Kaum zwanzig Schritte von ihnen steht eine Plakattafel mitten im Weg: »Join the Army – Tritt ein ins Heer!«
Unter dieser Aufschrift sind lockende Photos von Manövern, Quartieren, Spielen, Reiterkünsten, Sportpreisen, Schulen, sind Auszeichnungen aufgehängt und empfehlend bemerkt, wie's den Soldaten geht: hoch fliegen sie, gut schießen sie, sind kühl gekleidet im Sommer, sind warm gekleidet im Winter, und ihre »evening quarters are attractive«. »The U.S. Army builds men.« Tritt doch ein! »Travel – learn – earn!«
Und erst die Marine! Hier schau dir unsere blauen Jungs an auf dem Panzerkreuzer, »ihrem Heim für fünfzehn Millionen Dollar!« Gelegenheit, fremde Länder zu sehen! Freie Bewegung in frischer Luft! Folge den Zugvögeln, die nach dem Süden fliegen: die Marine gibt dir Gelegenheit dazu!!! Rekrutierungsstationen sind überall!

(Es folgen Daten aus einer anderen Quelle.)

use crate::adapters::directory::{DirectoryError, Follower, RecipientDirectory};
use crate::domain::user::UserId;
use async_trait::async_trait;
use dashmap::DashMap;
use std::collections::BTreeSet;
use std::sync::Arc;

/// Process-local follower graph and token registry.
#[derive(Clone, Debug, Default)]
pub struct InMemoryDirectory {
    followers: Arc<DashMap<UserId, BTreeSet<UserId>>>,
    tokens: Arc<DashMap<UserId, String>>,
}

impl InMemoryDirectory {
    #[must_use]
    pub fn new() -> Self {
        Self::default()
    }

    pub fn follow(&self, follower_id: UserId, vendor_id: UserId) {
        self.followers.entry(vendor_id).or_default().insert(follower_id);
    }

    pub fn set_token(&self, user_id: UserId, token: impl Into<String>) {
        self.tokens.insert(user_id, token.into());
    }

    #[must_use]
    pub fn has_token(&self, token: &str) -> bool {
        self.tokens.iter().any(|entry| entry.value() == token)
    }
}

#[async_trait]
impl RecipientDirectory for InMemoryDirectory {
    async fn get_followers(&self, owner_id: &UserId) -> Result<Vec<Follower>, DirectoryError> {
        let Some(followers) = self.followers.get(owner_id) else {
            return Ok(Vec::new());
        };
        Ok(followers
            .iter()
            .map(|user_id| Follower {
                user_id: user_id.clone(),
                token: self.tokens.get(user_id).map(|t| t.value().clone()),
            })
            .collect())
    }

    async fn get_token(&self, user_id: &UserId) -> Result<Option<String>, DirectoryError> {
        Ok(self.tokens.get(user_id).map(|t| t.value().clone()))
    }

    async fn invalidate_tokens(&self, tokens: &[String]) -> Result<u64, DirectoryError> {
        let before = self.tokens.len();
        self.tokens.retain(|_, token| !tokens.contains(token));
        Ok((before - self.tokens.len()) as u64)
    }

    async fn ping(&self) -> Result<(), DirectoryError> {
        Ok(())
    }
}
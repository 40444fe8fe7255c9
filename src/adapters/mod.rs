pub mod database;
pub mod directory;
pub mod memory;
pub mod push;
pub mod store;
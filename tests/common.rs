#![allow(clippy::unwrap_used, clippy::panic, clippy::missing_panics_doc, clippy::must_use_candidate, missing_debug_implementations, clippy::clone_on_ref_ptr, unreachable_pub)]
#![allow(dead_code)]
use async_trait::async_trait;
use clap::Parser;
use market_ephemera::adapters::memory::{InMemoryContentStore, InMemoryDirectory};
use market_ephemera::adapters::push::{PushError, PushProvider};
use market_ephemera::api::{MgmtState, ServiceContainer};
use market_ephemera::config::Config;
use market_ephemera::domain::clock::ManualClock;
use market_ephemera::domain::notification::PushNotification;
use market_ephemera::domain::user::UserId;
use market_ephemera::services::content_service::ContentService;
use market_ephemera::services::live_view::LiveView;
use market_ephemera::services::sweeper::ExpirySweeper;
use market_ephemera::AppBuilder;
use std::collections::HashSet;
use std::sync::{Arc, Mutex, Once};
use std::time::Duration;
use time::OffsetDateTime;
use time::macros::datetime;
use tokio::sync::watch;

static INIT: Once = Once::new();

pub const START: OffsetDateTime = datetime!(2026-06-06 07:00 UTC);

pub fn setup_tracing() {
    INIT.call_once(|| {
        let filter = tracing_subscriber::EnvFilter::try_from_default_env()
            .unwrap_or_else(|_| "warn".into())
            .add_directive("market_ephemera=debug".parse().unwrap())
            .add_directive("tower=warn".parse().unwrap())
            .add_directive("hyper=warn".parse().unwrap())
            .add_directive("reqwest=warn".parse().unwrap());

        tracing_subscriber::fmt().with_env_filter(filter).with_test_writer().init();
    });
}

pub fn get_test_config() -> Config {
    Config::parse_from([
        "market-ephemera",
        "--host",
        "127.0.0.1",
        "--port",
        "0",
        "--mgmt-port",
        "0",
        "--live-refresh-interval-ms",
        "20",
        "--sweep-interval-secs",
        "0",
        "--push-send-timeout-ms",
        "200",
        "--janitor-batch-size",
        "1",
    ])
}

pub fn user(raw: &str) -> UserId {
    UserId::parse(raw).unwrap()
}

/// Push provider that records every send and fails the tokens it is told to.
#[derive(Debug, Default)]
pub struct RecordingPushProvider {
    sent: Mutex<Vec<(String, PushNotification)>>,
    unregistered: Mutex<HashSet<String>>,
    broken: Mutex<HashSet<String>>,
}

impl RecordingPushProvider {
    pub fn unregister(&self, token: &str) {
        self.unregistered.lock().unwrap().insert(token.to_string());
    }

    pub fn break_token(&self, token: &str) {
        self.broken.lock().unwrap().insert(token.to_string());
    }

    pub fn sent(&self) -> Vec<(String, PushNotification)> {
        self.sent.lock().unwrap().clone()
    }

    pub fn sent_tokens(&self) -> Vec<String> {
        let mut tokens: Vec<String> = self.sent().into_iter().map(|(token, _)| token).collect();
        tokens.sort();
        tokens
    }
}

#[async_trait]
impl PushProvider for RecordingPushProvider {
    async fn send_push(&self, token: &str, notification: &PushNotification) -> Result<(), PushError> {
        self.sent.lock().unwrap().push((token.to_string(), notification.clone()));
        if self.unregistered.lock().unwrap().contains(token) {
            return Err(PushError::Unregistered);
        }
        if self.broken.lock().unwrap().contains(token) {
            return Err(PushError::Other(anyhow::anyhow!("provider rejected {token}")));
        }
        Ok(())
    }
}

/// Polls `check` until it holds or two seconds pass.
pub async fn eventually<F: FnMut() -> bool>(mut check: F) -> bool {
    let deadline = tokio::time::Instant::now() + Duration::from_secs(2);
    while tokio::time::Instant::now() < deadline {
        if check() {
            return true;
        }
        tokio::time::sleep(Duration::from_millis(10)).await;
    }
    check()
}

pub struct TestApp {
    pub config: Config,
    pub api_url: String,
    pub mgmt_url: String,
    pub client: reqwest::Client,
    pub store: InMemoryContentStore,
    pub directory: InMemoryDirectory,
    pub push: Arc<RecordingPushProvider>,
    pub clock: ManualClock,
    pub content_service: ContentService,
    pub live_view: LiveView,
    pub sweeper: ExpirySweeper,
    pub shutdown_tx: watch::Sender<bool>,
}

impl TestApp {
    pub async fn spawn() -> Self {
        Self::spawn_with_config(get_test_config()).await
    }

    pub async fn spawn_with_config(config: Config) -> Self {
        setup_tracing();

        let store = InMemoryContentStore::new();
        let directory = InMemoryDirectory::new();
        let push = Arc::new(RecordingPushProvider::default());
        let clock = ManualClock::new(START);

        let app = AppBuilder::new(config.clone())
            .with_store(Arc::new(store.clone()))
            .with_directory(Arc::new(directory.clone()))
            .with_push_provider(push.clone())
            .with_clock(Arc::new(clock.clone()))
            .build()
            .unwrap();

        let ServiceContainer { content_service, live_view, account_service } = app.services;
        let (shutdown_tx, shutdown_rx) = watch::channel(false);

        let app_router = market_ephemera::api::app_router(
            ServiceContainer {
                content_service: content_service.clone(),
                live_view: live_view.clone(),
                account_service,
            },
            shutdown_rx.clone(),
        );
        let mgmt_router = market_ephemera::api::mgmt_router(MgmtState {
            health_service: app.health_service,
            sweeper: app.sweeper.clone(),
        });

        let api_listener = tokio::net::TcpListener::bind("127.0.0.1:0").await.unwrap();
        let mgmt_listener = tokio::net::TcpListener::bind("127.0.0.1:0").await.unwrap();
        let api_url = format!("http://{}", api_listener.local_addr().unwrap());
        let mgmt_url = format!("http://{}", mgmt_listener.local_addr().unwrap());

        let mut api_rx = shutdown_rx.clone();
        tokio::spawn(async move {
            axum::serve(api_listener, app_router)
                .with_graceful_shutdown(async move {
                    let _ = api_rx.wait_for(|&s| s).await;
                })
                .await
                .unwrap();
        });
        let mut mgmt_rx = shutdown_rx.clone();
        tokio::spawn(async move {
            axum::serve(mgmt_listener, mgmt_router)
                .with_graceful_shutdown(async move {
                    let _ = mgmt_rx.wait_for(|&s| s).await;
                })
                .await
                .unwrap();
        });
        let _workers = app.workers.spawn_all(shutdown_rx);

        Self {
            config,
            api_url,
            mgmt_url,
            client: reqwest::Client::new(),
            store,
            directory,
            push,
            clock,
            content_service,
            live_view,
            sweeper: app.sweeper,
            shutdown_tx,
        }
    }

    pub fn advance(&self, by: time::Duration) {
        self.clock.advance(by);
    }
}

impl Drop for TestApp {
    fn drop(&mut self) {
        let _ = self.shutdown_tx.send(true);
    }
}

Das ist wahr. Überall an den Verkehrskreuzungen der amerikanischen Städte sieht man die Plakatstände der beiden Konkurrenzunternehmungen brüderlich vereint. »Join the Army« – »Join the Navy«, und sie weisen den Weg zum nächsten Werbebüro, wenn nicht noch ein Sergeant dabeisteht, der den jungen Neugierigen belehrt.
Auch auf den Piers von Hoboken und von Hunter's Point, an den Ufern des Hudson und des East River, an den Landungsbrücken der Ozeanriesen und in den Jammerbezirken der unteren Ostseite, überall im Hafen sind diese illustrierten Standarten der Werbung aufgepflanzt: zum Heer.
Ja, nur zum Heer. Hier fehlt der Zwillingsbruder, hier gibt's kein »Join the Navy«.
Hier könnte man keinem was erzählen von gesunder Arbeit auf dem Schiff. Die sehnsuchtweckende Erwähnung von fremden Ländern und der Hinweis auf die Vögel, die nach Süden ziehen, würden in diesem Distrikt ihre Wirkung verfehlen. Die im Hafen von New York Gestrandeten wissen zu gut, was es damit auf sich hat, was Schiffsarbeit ist und was ihr Lohn. Mit Marineromantik könnte man hier keinen Hund hinter dem Ofen hervorlocken . . ., welch alberne Phrase! Kein Hund führt ein solches Leben, und »Ofen« ist ein Traum vom Paradies.
Eben fährt der Wagen einer Wohltätigkeitsanstalt vor und verteilt an die halberfrorene Menschenkette am Vorbau der Manhattan Bridge ein wenig Kaffee.